*** DATASET ENTRIES ***

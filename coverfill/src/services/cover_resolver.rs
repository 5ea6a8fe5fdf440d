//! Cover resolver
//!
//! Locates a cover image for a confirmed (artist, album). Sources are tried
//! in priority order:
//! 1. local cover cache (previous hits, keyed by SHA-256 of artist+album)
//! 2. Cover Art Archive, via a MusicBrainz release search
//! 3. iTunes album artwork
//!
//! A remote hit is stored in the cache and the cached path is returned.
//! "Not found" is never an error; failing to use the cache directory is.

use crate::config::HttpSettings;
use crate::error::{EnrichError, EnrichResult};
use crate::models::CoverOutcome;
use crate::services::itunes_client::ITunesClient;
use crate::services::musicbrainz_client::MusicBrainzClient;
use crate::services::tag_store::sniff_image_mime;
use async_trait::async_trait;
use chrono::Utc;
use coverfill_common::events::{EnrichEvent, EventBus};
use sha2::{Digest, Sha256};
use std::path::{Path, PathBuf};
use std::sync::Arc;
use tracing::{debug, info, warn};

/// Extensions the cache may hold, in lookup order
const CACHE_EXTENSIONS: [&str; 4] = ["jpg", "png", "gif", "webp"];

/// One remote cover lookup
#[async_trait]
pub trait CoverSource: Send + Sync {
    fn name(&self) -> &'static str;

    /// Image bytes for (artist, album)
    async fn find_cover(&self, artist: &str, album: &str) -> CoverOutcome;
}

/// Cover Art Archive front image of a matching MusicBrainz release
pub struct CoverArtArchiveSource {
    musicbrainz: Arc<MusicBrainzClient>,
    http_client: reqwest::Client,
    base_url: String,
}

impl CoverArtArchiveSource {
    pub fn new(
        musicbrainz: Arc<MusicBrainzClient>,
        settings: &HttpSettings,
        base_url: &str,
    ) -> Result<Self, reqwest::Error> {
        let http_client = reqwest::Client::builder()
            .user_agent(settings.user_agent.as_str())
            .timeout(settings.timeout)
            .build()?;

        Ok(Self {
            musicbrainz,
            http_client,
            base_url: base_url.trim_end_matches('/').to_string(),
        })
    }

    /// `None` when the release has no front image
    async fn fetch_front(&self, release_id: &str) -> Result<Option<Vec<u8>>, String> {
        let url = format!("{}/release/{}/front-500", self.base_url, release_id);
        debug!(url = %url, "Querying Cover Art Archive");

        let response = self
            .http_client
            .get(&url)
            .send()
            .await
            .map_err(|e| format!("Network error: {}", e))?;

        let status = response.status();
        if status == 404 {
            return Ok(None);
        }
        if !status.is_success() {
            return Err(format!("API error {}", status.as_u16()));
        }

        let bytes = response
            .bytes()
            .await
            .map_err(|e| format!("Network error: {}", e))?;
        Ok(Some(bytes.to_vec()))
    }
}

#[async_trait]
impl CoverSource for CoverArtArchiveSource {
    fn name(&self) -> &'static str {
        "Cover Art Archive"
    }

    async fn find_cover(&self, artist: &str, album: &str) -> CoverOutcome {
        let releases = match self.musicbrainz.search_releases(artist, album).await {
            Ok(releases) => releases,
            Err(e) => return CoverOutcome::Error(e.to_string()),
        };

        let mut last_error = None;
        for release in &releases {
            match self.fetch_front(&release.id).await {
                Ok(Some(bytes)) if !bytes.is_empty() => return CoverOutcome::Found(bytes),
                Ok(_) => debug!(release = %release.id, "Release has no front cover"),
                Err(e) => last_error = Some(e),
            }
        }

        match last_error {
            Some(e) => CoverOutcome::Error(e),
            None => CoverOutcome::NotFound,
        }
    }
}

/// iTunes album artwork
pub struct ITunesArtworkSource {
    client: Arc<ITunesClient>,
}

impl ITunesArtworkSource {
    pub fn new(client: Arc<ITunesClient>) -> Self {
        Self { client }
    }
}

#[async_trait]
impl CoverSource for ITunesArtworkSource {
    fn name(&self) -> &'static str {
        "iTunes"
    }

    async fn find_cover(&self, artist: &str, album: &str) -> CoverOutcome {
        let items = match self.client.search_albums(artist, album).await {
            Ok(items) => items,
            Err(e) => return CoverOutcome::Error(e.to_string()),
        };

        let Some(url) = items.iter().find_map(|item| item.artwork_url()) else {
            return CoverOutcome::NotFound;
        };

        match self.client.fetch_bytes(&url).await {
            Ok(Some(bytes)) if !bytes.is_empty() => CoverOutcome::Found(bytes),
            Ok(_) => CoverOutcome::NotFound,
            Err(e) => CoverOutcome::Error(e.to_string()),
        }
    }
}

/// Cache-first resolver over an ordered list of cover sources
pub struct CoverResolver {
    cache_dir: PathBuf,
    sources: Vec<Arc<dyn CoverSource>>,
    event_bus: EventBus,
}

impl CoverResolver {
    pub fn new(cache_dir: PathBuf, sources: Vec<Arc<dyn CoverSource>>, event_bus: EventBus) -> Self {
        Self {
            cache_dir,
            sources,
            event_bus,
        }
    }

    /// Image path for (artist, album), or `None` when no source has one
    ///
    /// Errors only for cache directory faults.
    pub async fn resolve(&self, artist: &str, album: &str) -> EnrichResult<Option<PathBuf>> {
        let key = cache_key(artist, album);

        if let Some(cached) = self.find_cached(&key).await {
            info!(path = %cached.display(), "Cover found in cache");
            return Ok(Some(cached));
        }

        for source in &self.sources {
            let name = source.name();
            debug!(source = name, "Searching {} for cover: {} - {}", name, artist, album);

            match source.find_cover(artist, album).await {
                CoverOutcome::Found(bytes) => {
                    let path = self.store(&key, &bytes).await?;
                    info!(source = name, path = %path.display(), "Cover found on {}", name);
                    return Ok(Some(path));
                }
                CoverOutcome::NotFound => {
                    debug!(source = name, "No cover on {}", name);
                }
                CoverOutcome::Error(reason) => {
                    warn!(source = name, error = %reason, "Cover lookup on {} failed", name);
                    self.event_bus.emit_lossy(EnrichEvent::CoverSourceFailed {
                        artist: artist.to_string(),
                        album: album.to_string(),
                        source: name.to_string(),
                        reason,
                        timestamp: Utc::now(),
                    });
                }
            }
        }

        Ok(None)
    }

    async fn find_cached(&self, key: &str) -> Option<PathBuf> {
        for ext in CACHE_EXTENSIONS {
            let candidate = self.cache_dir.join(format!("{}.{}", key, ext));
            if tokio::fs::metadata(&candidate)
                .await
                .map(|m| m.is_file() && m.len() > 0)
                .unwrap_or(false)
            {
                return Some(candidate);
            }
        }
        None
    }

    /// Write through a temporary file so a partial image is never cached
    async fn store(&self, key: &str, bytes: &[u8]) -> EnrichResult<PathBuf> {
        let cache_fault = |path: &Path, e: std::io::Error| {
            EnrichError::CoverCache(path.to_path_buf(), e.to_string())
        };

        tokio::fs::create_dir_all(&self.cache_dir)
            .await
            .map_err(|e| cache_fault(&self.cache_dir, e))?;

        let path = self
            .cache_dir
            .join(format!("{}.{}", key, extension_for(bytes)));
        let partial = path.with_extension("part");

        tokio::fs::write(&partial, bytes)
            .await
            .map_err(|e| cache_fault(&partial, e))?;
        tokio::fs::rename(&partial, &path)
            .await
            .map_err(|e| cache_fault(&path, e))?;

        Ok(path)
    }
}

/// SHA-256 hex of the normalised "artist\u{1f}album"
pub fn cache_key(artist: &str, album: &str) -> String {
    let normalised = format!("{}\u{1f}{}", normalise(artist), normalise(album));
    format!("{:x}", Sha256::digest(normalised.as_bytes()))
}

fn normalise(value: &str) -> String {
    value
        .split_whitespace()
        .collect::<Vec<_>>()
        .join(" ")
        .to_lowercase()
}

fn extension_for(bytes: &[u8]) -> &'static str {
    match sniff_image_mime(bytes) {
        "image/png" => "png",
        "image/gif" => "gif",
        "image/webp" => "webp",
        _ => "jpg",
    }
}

*** End of DATASET ENTRIES ***

WHAT YOU SHOULD DO:
What do the lines above say from the one containing "return Some(candidate);" down to the one containing "tokio::fs::write(&partial, bytes)"? Return them exactly, both end lines included, and only them.

EXPECTED ANSWER:
                return Some(candidate);
            }
        }
        None
    }

    /// Write through a temporary file so a partial image is never cached
    async fn store(&self, key: &str, bytes: &[u8]) -> EnrichResult<PathBuf> {
        let cache_fault = |path: &Path, e: std::io::Error| {
            EnrichError::CoverCache(path.to_path_buf(), e.to_string())
        };

        tokio::fs::create_dir_all(&self.cache_dir)
            .await
            .map_err(|e| cache_fault(&self.cache_dir, e))?;

        let path = self
            .cache_dir
            .join(format!("{}.{}", key, extension_for(bytes)));
        let partial = path.with_extension("part");

        tokio::fs::write(&partial, bytes)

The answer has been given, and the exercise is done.